(Dataset records)
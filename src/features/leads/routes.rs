use std::sync::Arc;

use axum::{routing::post, Router};

use crate::features::leads::handlers;
use crate::features::leads::services::LeadService;

/// Create routes for the leads feature
///
/// Note: This feature is public (no authentication required) as it backs the
/// contact form on the marketing site.
pub fn routes(service: Arc<LeadService>) -> Router {
    Router::new()
        .route("/api/lead", post(handlers::submit_lead))
        .with_state(service)
}
mod showcase_service;

pub use showcase_service::*;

#### [WHAT YOU ARE ASKED TO DO]
Exactly the lines from the one containing "the leads feature" through the end of the entries above must be output, and no others.

#### [YOUR RESPONSE]
/// Create routes for the leads feature
///
/// Note: This feature is public (no authentication required) as it backs the
/// contact form on the marketing site.
pub fn routes(service: Arc<LeadService>) -> Router {
    Router::new()
        .route("/api/lead", post(handlers::submit_lead))
        .with_state(service)
}
mod showcase_service;

pub use showcase_service::*;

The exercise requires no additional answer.